Through The General Theory, Keynes continued that economic behaviors are determined by the probability distribution representing agents’ strength in a set of competing hypotheses about the world’s present and future state. It is also determined by the degree of confidence of the agents as reflected in their assessment of the evidential base, from which the competing strength of belief is derived. The interaction of these determinants establishes a general taxonomy of choice situations that includes the case of perfect uncertainty and risk (Chick 102). What were the economist major contributions to the school of economics? Prior to The General Theory, Keynes’s major contribution to economics is making more precise the manner, in which the then-standard theory of money/the quantity theory worked. The basic propositions of the quantity theory of money are that for propositions of equilibrium money is neutral, in the sense that prices, incomes and output do not depend on the quantity of money; that the level of prices is determined by the quantity of money; and that a decentralized economy is basically stable. His attitude was that these quantity-theory propositions were valid, but that the theory was vague and imprecise regarding the processes and mechanisms, by which the long run outcomes were achieved, and that more had to be found on how the economy behave in between the equilibrium positions before the theory could be accepted fully (Minsky 2).

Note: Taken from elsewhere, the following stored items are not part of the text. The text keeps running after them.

//! Reference Scene
//!
//! In-memory stand-in for the host's physics/rendering layer: a ground plane
//! plus every placed piece as an axis-aligned box. It answers the per-tick
//! surface query, carries out instantiate/destroy requests, exposes snap
//! zones around placed foundations and reports ghost overlap enter/exit
//! signals the way a trigger system would.

use std::collections::HashMap;

use glam::Vec3;

use super::surface::{InstanceId, SurfaceCategory, SurfaceGeometry, SurfaceHit};
use crate::camera::raycast::{ray_aabb_intersection, ray_plane_intersection, Ray};
use crate::game::builder::{
    Catalog, ObjectType, Pose, SnapSide, SnapZone, StructureHost, TemplateId, ZoneId,
};
use crate::game::systems::BuildSystem;

/// Depth of a snap zone's trigger region beyond the piece's side
pub const SNAP_ZONE_DEPTH: f32 = 0.5;

/// Height above the cursor point that [`Scene::aim_at`] casts from
const AIM_HEIGHT: f32 = 50.0;

/// Shape of the piece a final template instantiates.
#[derive(Debug, Clone, Copy, PartialEq)]
pub struct PieceShape {
    pub category: SurfaceCategory,
    pub scale: Vec3,
}

/// A piece placed in the scene.
#[derive(Debug, Clone, PartialEq)]
pub struct PlacedPiece {
    pub id: InstanceId,
    pub template: TemplateId,
    pub category: SurfaceCategory,
    pub pose: Pose,
    pub scale: Vec3,
}

impl PlacedPiece {
    pub fn aabb(&self) -> (Vec3, Vec3) {
        let half = self.scale * 0.5;
        (self.pose.position - half, self.pose.position + half)
    }

    /// Snap zones offered by this piece. Only foundations carry zones.
    pub fn snap_zones(&self) -> Vec<SnapZone> {
        if self.category != SurfaceCategory::Foundation {
            return Vec::new();
        }

        let base = self.pose.position - Vec3::Y * (self.scale.y * 0.5);
        SnapSide::ALL
            .iter()
            .map(|&side| SnapZone::new(self.id, side, base + side.offset(self.scale)))
            .collect()
    }

    /// Trigger region of one of this piece's zones.
    fn zone_region(&self, zone: &SnapZone) -> (Vec3, Vec3) {
        let side = zone.side();
        let dir = side.direction();
        let center = Vec3::new(zone.anchor.x, self.pose.position.y, zone.anchor.z)
            + dir * (SNAP_ZONE_DEPTH * 0.5);

        let half = match side {
            SnapSide::Front | SnapSide::Back => Vec3::new(
                self.scale.x * 0.5,
                self.scale.y * 0.5,
                SNAP_ZONE_DEPTH * 0.5,
            ),
            SnapSide::Left | SnapSide::Right => Vec3::new(
                SNAP_ZONE_DEPTH * 0.5,
                self.scale.y * 0.5,
                self.scale.z * 0.5,
            ),
        };
        (center - half, center + half)
    }
}

/// Host call recorded by the scene.
#[derive(Debug, Clone, PartialEq)]
pub enum SceneCall {
    Instantiate {
        template: TemplateId,
        pose: Pose,
        instance: InstanceId,
    },
    Destroy(InstanceId),
    SelectionChanged {
        index: usize,
        object_type: ObjectType,
    },
}

/// Overlap change between the ghost and a snap zone.
#[derive(Debug, Clone, Copy, PartialEq)]
pub enum ZoneSignal {
    Enter(SnapZone),
    Exit(ZoneId),
}

#[derive(Debug, Clone)]
pub struct Scene {
    ground_height: f32,
    ground_normal: Vec3,
    ray: Option<Ray>,
    shapes: HashMap<TemplateId, PieceShape>,
    pieces: Vec<PlacedPiece>,
    next_id: u32,
    /// Zones the ghost overlapped at the last sync
    overlapping: Vec<ZoneId>,
    calls: Vec<SceneCall>,
}

impl Scene {
    /// Empty scene with flat ground at `ground_height`.
    pub fn new(ground_height: f32) -> Self {
        Self {
            ground_height,
            ground_normal: Vec3::Y,
            ray: None,
            shapes: HashMap::new(),
            pieces: Vec::new(),
            next_id: 1,
            overlapping: Vec::new(),
            calls: Vec::new(),
        }
    }

    /// Report `normal` for ground hits (tilted terrain for slope checks).
    pub fn set_ground_normal(&mut self, normal: Vec3) {
        self.ground_normal = normal.normalize_or_zero();
    }

    pub fn register_template(&mut self, template: TemplateId, shape: PieceShape) {
        self.shapes.insert(template, shape);
    }

    /// Register the final template of every catalog entry.
    pub fn register_catalog(&mut self, catalog: &Catalog, default_scale: Vec3) {
        for entry in catalog.iter() {
            self.register_template(
                entry.final_template.clone(),
                PieceShape {
                    category: entry.object_type.surface_category(),
                    scale: entry.scale_or(default_scale),
                },
            );
        }
    }

    /// Set the cursor ray for the next query.
    pub fn aim(&mut self, ray: Ray) {
        self.ray = Some(ray);
    }

    /// Aim straight down at `point`.
    pub fn aim_at(&mut self, point: Vec3) {
        self.aim(Ray::looking_down_at(point, AIM_HEIGHT));
    }

    /// Cursor off-screen: queries hit nothing.
    pub fn clear_aim(&mut self) {
        self.ray = None;
    }

    pub fn pieces(&self) -> &[PlacedPiece] {
        &self.pieces
    }

    pub fn piece(&self, id: InstanceId) -> Option<&PlacedPiece> {
        self.pieces.iter().find(|p| p.id == id)
    }

    /// Every host call made so far, in order.
    pub fn calls(&self) -> &[SceneCall] {
        &self.calls
    }

    pub fn instantiate_count(&self) -> usize {
        self.calls
            .iter()
            .filter(|c| matches!(c, SceneCall::Instantiate { .. }))
            .count()
    }

    pub fn destroy_count(&self) -> usize {
        self.calls
            .iter()
            .filter(|c| matches!(c, SceneCall::Destroy(_)))
            .count()
    }

    /// All snap zones currently offered by placed pieces.
    pub fn snap_zones(&self) -> Vec<SnapZone> {
        self.pieces.iter().flat_map(PlacedPiece::snap_zones).collect()
    }

    /// Diff the ghost box against every zone region and return the enter/exit
    /// signals since the last call. Exits come before enters.
    pub fn update_ghost_overlaps(&mut self, ghost_pose: Pose, ghost_scale: Vec3) -> Vec<ZoneSignal> {
        let half = ghost_scale * 0.5;
        let ghost_min = ghost_pose.position - half;
        let ghost_max = ghost_pose.position + half;

        let mut now = Vec::new();
        for piece in &self.pieces {
            for zone in piece.snap_zones() {
                let (min, max) = piece.zone_region(&zone);
                if boxes_overlap(ghost_min, ghost_max, min, max) {
                    now.push(zone);
                }
            }
        }

        let mut signals: Vec<ZoneSignal> = self
            .overlapping
            .iter()
            .filter(|id| !now.iter().any(|z| z.id == **id))
            .map(|id| ZoneSignal::Exit(*id))
            .collect();
        signals.extend(
            now.iter()
                .filter(|z| !self.overlapping.contains(&z.id))
                .map(|z| ZoneSignal::Enter(*z)),
        );

        self.overlapping = now.iter().map(|z| z.id).collect();
        signals
    }

    /// Feed the active ghost's overlap changes into `system`.
    pub fn sync_ghost(&mut self, system: &mut BuildSystem) -> Vec<ZoneSignal> {
        let Some((pose, scale)) = system.ghost().map(|g| (g.pose, g.scale)) else {
            self.overlapping.clear();
            return Vec::new();
        };

        let signals = self.update_ghost_overlaps(pose, scale);
        for signal in &signals {
            match *signal {
                ZoneSignal::Enter(zone) => system.on_zone_overlap_enter(zone),
                ZoneSignal::Exit(id) => system.on_zone_overlap_exit(id),
            }
        }
        signals
    }
}

impl SurfaceGeometry for Scene {
    fn query_surface_hit(&self) -> Option<SurfaceHit> {
        let ray = self.ray?;

        let mut best = ray_plane_intersection(&ray, self.ground_height)
            .map(|t| (t, SurfaceHit::ground(ray.at(t), self.ground_normal)));

        for piece in &self.pieces {
            let (min, max) = piece.aabb();
            if let Some((t, normal)) = ray_aabb_intersection(&ray, min, max)
                && best.as_ref().is_none_or(|(best_t, _)| t < *best_t)
            {
                best = Some((
                    t,
                    SurfaceHit::structure(ray.at(t), normal, piece.category, piece.id),
                ));
            }
        }

        best.map(|(_, hit)| hit)
    }
}

impl StructureHost for Scene {
    fn request_instantiate(&mut self, template: &TemplateId, pose: Pose) -> InstanceId {
        let shape = self.shapes.get(template).copied().unwrap_or_else(|| {
            log::warn!("template '{}' not registered, placing as untagged unit box", template);
            PieceShape {
                category: SurfaceCategory::Other,
                scale: Vec3::ONE,
            }
        });

        let id = InstanceId(self.next_id);
        self.next_id += 1;

        self.pieces.push(PlacedPiece {
            id,
            template: template.clone(),
            category: shape.category,
            pose,
            scale: shape.scale,
        });
        self.calls.push(SceneCall::Instantiate {
            template: template.clone(),
            pose,
            instance: id,
        });
        id
    }

    fn request_destroy(&mut self, instance: InstanceId) {
        self.pieces.retain(|p| p.id != instance);
        self.calls.push(SceneCall::Destroy(instance));
    }

    fn notify_selection_changed(&mut self, index: usize, object_type: ObjectType) {
        self.calls.push(SceneCall::SelectionChanged { index, object_type });
    }
}

fn boxes_overlap(a_min: Vec3, a_max: Vec3, b_min: Vec3, b_max: Vec3) -> bool {
    a_min.cmplt(b_max).all() && b_min.cmplt(a_max).all()
}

Through his theory, Keynes refined the problems of economic theory as the determination of aggregate demand and employment in the short run within a framework that explicitly recognizes that it is dealing with economies that are experiencing crises and booms. Keynes introduced appropriate analysis tools such as the liquidity preference and consumption function, as well as employed concepts, such as uncertainty, that were unfamiliar to mainstream economics. His theory showed that real variables depend in the essential way on financial and monetary variables and that the price does not only depend on the quantity of money (Minsky 3-4). Conclusion Generally, this research has reinforced my belief that John Maynard Keynes did provide the fundamental wherewithal for understanding the nature of the malfunctioning of our sorts of economies and the contents of sensible and effective policies for remedying them.